The main finding of this study was that the COVID-19 outbreak had a substantial impact on stroke care in China, resulting in a considerable drop in stroke hospitalization, particularly for mild, non-emergency stroke patients and those outside the window for thrombolysis. Additionally, compared to female stroke patients, male stroke patients are more affected by the pandemic. Our analysis shows that, in contrast to the findings of other studies, there was no appreciable difference in the amount of time needed to administer r-tPA (door-to-needle), treat stroke patients inside the thrombolysis window, or administer r-tPA. The findings show that the epidemic has had a negative impact on stroke management. In conclusion, healthcare systems must work to assess and adapt to the new reality. A significant limiting element was probably patients’ refusal to visit the hospital. Increased stroke awareness campaigns, effective resource management, and the designation of stroke centers during the crisis are required.

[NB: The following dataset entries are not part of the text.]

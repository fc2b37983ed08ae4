//! Name and place standardizer.
//!
//! For each standardized tag a [`FrequencyIndex`] groups every attested
//! value by its folded key (Unicode NFD, combining marks dropped, lowercase,
//! collapsed whitespace; for `PLAC` also no spaces around commas). A key
//! with more than one surface form has all its values rewritten to the most
//! frequent form, ties going to the form seen first. Nothing is invented:
//! the chosen spelling always occurs somewhere in the document.

use std::collections::HashMap;

use tracing::debug;
use unicode_normalization::char::is_combining_mark;
use unicode_normalization::UnicodeNormalization;

use crate::profile::Profile;
use crate::report::ReportBuilder;
use crate::tree::Document;

pub const STAGE: &str = "standardize";

/// Fold a value into its comparison key.
pub fn fold(tag: &str, value: &str) -> String {
    let stripped: String = value.nfd().filter(|c| !is_combining_mark(*c)).collect();
    let collapsed = stripped
        .to_lowercase()
        .split_whitespace()
        .collect::<Vec<_>>()
        .join(" ");
    if tag == "PLAC" {
        collapsed
            .split(',')
            .map(str::trim)
            .collect::<Vec<_>>()
            .join(",")
    } else {
        collapsed
    }
}

#[derive(Debug)]
struct SurfaceForm {
    value: String,
    count: usize,
    first_seen: usize,
}

/// Scoped `(tag, folded key) → surface forms` table for one run.
#[derive(Debug, Default)]
pub struct FrequencyIndex {
    forms: HashMap<(String, String), Vec<SurfaceForm>>,
    seen: usize,
}

impl FrequencyIndex {
    pub fn build(doc: &Document, profile: &Profile) -> Self {
        let mut index = Self::default();
        doc.walk(|_, node| {
            if profile.is_standardized_tag(node.tag()) {
                index.record(node.tag(), node.value());
            }
        });
        index
    }

    fn record(&mut self, tag: &str, value: &str) {
        let key = fold(tag, value);
        if key.is_empty() {
            return;
        }
        let order = self.seen;
        self.seen += 1;
        let forms = self.forms.entry((tag.to_string(), key)).or_default();
        match forms.iter_mut().find(|f| f.value == value) {
            Some(form) => form.count += 1,
            None => forms.push(SurfaceForm {
                value: value.to_string(),
                count: 1,
                first_seen: order,
            }),
        }
    }

    /// The spelling `value` should be written as, when it differs.
    pub fn canonical(&self, tag: &str, value: &str) -> Option<&str> {
        let forms = self.forms.get(&(tag.to_string(), fold(tag, value)))?;
        if forms.len() < 2 {
            return None;
        }
        let best = forms.iter().fold(None::<&SurfaceForm>, |best, form| match best {
            Some(b) if b.count > form.count || (b.count == form.count && b.first_seen < form.first_seen) => {
                Some(b)
            }
            _ => Some(form),
        })?;
        (best.value != value).then_some(best.value.as_str())
    }

    /// Keys that carry more than one spelling.
    pub fn variant_keys(&self) -> usize {
        self.forms.values().filter(|f| f.len() > 1).count()
    }
}

pub fn standardize(doc: &mut Document, profile: &Profile, report: &mut ReportBuilder) {
    let index = FrequencyIndex::build(doc, profile);
    debug!(variant_keys = index.variant_keys(), "standardize: frequency index built");
    if index.variant_keys() == 0 {
        return;
    }
    let mut stage = report.stage(STAGE);
    doc.walk_mut(|owner, node| {
        if !profile.is_standardized_tag(node.tag()) {
            return;
        }
        if let Some(canonical) = index.canonical(node.tag(), node.value()) {
            let canonical = canonical.to_string();
            let before = node.value().to_string();
            node.set_value(canonical.clone());
            stage.change("spelling_variant", owner, node.tag(), Some(before), Some(canonical));
        }
    });
}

Study Strengths and Limitations

Our analyses may not have been able to distinguish between different revascularization strategies due to the small size of the study population, and a bigger cohort may have allowed for a more accurate detection of any EVT volume alterations. Additionally, since this study only involved one center, we are hesitant to make broad implications. The findings point up significant trends, but they cannot be used to establish causality with certainty. Despite limitations, a thorough review of changes in acute stroke care is provided by the range of factors addressed. There are not many of these studies from middle-income countries, but the findings are significant enough that they might be used in developing nations. Our analysis emphasizes the value of ongoing monitoring of the stroke care system and the lessons from the COVID-19 era that may be applied to safeguard stroke care in subsequent waves or potential epidemics.

Data Sharing Statement

Authors declare that data and materials described in the manuscript are freely available to any scientist wishing to use them, without breaching participant confidentiality. The contact should be made via the corresponding author ([email protected]).

Ethics Approval and Consent to Participate

The study has been has been approved by the ethics committee of Peking University People’s Hospital, China (No. 2022-175). Since this was a retrospective study, written individual patient consent was waived. All ethic procedures were performed were in accordance with the ethical standards of the Declaration of Helsinki (World Medical Association 2013).

Acknowledgment

We thank Prof. Jun Zhang and Yongjie Li for their helpful advice.

Author Contributions

All authors made a significant contribution to the work reported, whether that is in the conception, study design, execution, acquisition of data, analysis and interpretation, or in all these areas; took part in drafting, revising or critically reviewing the article; gave final approval of the version to be published; have agreed on the journal to which the article has been submitted; and agree to be accountable for all aspects of the work.

Funding

This study was funded by Youth’s Cultivating Funding of Peking University, Health Science Center, BMU2022PZYB015 and the medical service and support capacity improvement project from the National Health Commission (Grant No.2199000731).

Disclosure

The authors declare that there are no conflicts of interest regarding the publication of this paper.